BEGIN RECORDS SHOWN
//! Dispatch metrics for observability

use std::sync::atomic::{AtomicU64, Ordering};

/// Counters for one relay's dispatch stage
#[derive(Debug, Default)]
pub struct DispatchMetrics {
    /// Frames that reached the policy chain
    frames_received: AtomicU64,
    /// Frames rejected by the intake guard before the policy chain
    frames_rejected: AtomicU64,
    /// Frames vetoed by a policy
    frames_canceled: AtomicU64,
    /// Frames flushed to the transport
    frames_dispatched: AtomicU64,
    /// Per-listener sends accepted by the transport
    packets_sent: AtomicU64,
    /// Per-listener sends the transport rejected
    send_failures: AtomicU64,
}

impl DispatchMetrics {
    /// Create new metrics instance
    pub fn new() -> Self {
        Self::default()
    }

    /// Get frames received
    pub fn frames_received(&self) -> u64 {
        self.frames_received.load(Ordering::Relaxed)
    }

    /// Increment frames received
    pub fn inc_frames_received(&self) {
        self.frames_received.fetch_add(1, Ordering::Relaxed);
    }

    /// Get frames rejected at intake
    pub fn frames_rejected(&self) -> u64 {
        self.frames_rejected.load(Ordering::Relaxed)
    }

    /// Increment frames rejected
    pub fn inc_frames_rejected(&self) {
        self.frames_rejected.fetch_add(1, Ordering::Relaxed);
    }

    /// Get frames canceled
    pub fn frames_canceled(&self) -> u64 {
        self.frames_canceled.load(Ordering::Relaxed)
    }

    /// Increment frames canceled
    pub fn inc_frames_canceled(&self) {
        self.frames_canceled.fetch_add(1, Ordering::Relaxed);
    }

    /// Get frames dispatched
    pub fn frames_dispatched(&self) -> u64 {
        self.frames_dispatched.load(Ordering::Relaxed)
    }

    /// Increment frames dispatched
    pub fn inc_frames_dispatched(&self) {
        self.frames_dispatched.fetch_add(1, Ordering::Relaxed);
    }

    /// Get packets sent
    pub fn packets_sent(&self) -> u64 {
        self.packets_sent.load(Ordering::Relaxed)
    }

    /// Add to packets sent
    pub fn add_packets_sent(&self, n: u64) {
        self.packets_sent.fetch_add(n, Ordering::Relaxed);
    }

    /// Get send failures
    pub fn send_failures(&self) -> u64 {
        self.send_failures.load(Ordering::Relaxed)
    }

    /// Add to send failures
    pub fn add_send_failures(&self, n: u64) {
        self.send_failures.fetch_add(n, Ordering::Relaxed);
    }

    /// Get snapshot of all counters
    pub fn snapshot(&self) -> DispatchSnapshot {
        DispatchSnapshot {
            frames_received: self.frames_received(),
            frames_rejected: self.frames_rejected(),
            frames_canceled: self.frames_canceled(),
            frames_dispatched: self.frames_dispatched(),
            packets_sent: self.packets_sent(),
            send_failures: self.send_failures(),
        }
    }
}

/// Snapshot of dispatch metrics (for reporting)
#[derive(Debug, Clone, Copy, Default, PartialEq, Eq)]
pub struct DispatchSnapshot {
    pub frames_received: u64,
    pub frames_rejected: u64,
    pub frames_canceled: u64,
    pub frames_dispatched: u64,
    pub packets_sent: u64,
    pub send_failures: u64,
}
END RECORDS SHOWN
BRIEF:
Going back over the entries above, copy word for word every line from the one that has "self.frames_dispatched.fetch_add(1, Ordering::Relaxed);" on through the one that has "pub fn add_send_failures(&self, n: u64)".

WRITTEN RESPONSE:
        self.frames_dispatched.fetch_add(1, Ordering::Relaxed);
    }

    /// Get packets sent
    pub fn packets_sent(&self) -> u64 {
        self.packets_sent.load(Ordering::Relaxed)
    }

    /// Add to packets sent
    pub fn add_packets_sent(&self, n: u64) {
        self.packets_sent.fetch_add(n, Ordering::Relaxed);
    }

    /// Get send failures
    pub fn send_failures(&self) -> u64 {
        self.send_failures.load(Ordering::Relaxed)
    }

    /// Add to send failures
    pub fn add_send_failures(&self, n: u64) {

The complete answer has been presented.